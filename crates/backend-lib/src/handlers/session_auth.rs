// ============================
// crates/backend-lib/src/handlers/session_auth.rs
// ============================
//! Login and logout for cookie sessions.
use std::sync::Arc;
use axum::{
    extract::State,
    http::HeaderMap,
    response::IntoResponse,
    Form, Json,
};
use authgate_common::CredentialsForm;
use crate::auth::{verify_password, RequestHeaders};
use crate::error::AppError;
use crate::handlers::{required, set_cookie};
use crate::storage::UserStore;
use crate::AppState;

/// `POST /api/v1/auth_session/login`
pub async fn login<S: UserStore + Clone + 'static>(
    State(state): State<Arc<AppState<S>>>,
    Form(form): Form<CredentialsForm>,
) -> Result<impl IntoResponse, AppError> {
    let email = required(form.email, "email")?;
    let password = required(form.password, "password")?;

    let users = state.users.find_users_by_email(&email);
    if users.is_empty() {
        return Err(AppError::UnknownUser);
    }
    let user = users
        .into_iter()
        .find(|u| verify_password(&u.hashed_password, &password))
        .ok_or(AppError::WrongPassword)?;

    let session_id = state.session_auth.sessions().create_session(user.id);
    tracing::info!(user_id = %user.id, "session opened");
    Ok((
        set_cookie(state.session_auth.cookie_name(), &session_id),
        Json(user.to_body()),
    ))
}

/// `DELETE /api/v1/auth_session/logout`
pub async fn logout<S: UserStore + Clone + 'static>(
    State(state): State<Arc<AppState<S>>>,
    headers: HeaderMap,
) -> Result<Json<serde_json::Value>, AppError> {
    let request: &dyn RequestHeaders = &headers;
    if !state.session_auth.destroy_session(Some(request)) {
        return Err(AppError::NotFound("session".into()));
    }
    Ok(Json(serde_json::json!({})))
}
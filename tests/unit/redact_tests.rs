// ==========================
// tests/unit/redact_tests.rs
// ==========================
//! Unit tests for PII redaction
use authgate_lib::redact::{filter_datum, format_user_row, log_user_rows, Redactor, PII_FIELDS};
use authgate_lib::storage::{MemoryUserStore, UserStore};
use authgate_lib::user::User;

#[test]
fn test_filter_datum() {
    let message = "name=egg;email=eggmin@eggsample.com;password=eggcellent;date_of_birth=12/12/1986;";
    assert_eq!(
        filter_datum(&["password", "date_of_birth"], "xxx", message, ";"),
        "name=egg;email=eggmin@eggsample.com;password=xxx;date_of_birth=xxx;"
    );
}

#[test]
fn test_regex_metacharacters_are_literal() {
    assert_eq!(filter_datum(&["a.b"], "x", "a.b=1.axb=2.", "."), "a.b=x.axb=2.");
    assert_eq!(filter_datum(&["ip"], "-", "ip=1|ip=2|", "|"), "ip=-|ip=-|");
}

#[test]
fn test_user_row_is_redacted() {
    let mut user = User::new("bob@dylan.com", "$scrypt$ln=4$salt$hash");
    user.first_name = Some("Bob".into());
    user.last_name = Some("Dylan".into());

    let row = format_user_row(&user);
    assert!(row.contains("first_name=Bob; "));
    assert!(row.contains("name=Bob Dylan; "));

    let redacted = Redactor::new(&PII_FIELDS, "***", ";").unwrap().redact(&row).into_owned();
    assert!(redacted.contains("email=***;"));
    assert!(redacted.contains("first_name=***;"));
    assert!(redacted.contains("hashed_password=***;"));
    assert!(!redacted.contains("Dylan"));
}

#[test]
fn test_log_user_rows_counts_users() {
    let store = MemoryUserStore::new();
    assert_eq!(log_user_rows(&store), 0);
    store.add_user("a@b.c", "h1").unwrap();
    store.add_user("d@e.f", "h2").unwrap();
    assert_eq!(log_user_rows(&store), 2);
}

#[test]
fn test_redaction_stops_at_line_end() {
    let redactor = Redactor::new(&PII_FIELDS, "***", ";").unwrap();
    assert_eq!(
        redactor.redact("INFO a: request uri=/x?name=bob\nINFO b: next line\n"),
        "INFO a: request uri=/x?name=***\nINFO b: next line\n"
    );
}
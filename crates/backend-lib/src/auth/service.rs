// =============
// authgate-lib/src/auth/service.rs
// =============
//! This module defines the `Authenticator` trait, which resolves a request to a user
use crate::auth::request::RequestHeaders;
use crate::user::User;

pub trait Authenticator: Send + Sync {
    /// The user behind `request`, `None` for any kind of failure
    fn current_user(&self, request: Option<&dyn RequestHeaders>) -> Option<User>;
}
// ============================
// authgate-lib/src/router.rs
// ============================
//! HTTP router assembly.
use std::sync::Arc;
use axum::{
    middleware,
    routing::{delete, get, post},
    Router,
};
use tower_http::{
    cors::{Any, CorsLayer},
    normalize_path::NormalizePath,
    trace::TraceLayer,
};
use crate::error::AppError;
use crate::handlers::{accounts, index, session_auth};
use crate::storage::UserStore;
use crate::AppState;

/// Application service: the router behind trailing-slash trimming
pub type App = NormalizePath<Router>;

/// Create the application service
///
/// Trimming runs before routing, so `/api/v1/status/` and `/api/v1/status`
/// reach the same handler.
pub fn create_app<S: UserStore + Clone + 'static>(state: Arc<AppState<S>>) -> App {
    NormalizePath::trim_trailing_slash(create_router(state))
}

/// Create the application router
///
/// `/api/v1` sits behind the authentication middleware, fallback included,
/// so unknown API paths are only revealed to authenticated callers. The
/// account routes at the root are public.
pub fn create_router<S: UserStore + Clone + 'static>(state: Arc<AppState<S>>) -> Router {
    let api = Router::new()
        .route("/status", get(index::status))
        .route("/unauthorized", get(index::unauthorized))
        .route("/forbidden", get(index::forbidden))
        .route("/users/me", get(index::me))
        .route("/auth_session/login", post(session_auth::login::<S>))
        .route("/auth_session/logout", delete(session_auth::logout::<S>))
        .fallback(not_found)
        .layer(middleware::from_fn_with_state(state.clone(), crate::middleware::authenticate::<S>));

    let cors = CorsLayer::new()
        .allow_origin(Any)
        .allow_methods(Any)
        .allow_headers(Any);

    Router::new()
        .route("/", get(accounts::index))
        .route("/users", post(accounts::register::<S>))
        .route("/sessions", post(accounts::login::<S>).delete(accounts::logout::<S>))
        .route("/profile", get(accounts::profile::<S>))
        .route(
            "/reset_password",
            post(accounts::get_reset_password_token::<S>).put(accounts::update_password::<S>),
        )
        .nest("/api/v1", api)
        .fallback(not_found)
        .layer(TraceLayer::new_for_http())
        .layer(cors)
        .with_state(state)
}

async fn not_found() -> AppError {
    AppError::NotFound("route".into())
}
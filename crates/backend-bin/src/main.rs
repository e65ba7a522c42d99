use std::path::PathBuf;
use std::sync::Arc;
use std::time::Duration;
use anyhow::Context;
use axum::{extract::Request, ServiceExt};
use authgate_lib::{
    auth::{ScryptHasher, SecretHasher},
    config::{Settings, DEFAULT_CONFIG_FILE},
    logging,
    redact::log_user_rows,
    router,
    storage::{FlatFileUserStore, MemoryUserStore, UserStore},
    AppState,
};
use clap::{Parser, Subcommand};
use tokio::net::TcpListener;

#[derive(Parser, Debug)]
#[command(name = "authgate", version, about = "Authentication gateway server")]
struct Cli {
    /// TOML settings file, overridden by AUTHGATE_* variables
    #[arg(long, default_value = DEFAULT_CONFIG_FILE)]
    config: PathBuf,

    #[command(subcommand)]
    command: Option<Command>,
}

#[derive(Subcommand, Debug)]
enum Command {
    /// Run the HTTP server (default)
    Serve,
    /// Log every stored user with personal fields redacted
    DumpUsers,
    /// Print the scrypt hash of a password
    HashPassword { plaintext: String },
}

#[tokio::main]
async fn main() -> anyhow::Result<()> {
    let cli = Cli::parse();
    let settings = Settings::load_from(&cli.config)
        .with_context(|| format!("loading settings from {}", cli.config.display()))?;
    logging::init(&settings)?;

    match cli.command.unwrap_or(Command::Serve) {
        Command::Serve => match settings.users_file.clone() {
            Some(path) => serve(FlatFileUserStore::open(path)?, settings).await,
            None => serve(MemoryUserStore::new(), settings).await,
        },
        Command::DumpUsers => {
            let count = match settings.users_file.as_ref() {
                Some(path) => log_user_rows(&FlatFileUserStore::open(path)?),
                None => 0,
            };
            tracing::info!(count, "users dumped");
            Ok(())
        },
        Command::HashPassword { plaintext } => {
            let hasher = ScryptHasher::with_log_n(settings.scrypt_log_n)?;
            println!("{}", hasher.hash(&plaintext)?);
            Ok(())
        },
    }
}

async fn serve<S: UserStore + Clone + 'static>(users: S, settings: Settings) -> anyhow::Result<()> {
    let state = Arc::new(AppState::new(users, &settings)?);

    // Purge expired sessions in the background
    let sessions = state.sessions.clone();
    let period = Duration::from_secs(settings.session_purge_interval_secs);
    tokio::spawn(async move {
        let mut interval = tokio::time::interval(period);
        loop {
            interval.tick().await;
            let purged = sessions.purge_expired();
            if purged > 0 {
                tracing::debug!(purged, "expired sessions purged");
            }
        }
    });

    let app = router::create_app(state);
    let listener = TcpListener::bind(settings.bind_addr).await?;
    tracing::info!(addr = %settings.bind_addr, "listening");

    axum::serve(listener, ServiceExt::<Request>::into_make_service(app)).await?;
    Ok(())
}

• • • •

- _Brief_
Copy out each line of the listing that contains the word "time".

- _Answer space_
use std::time::Duration;
        let mut interval = tokio::time::interval(period);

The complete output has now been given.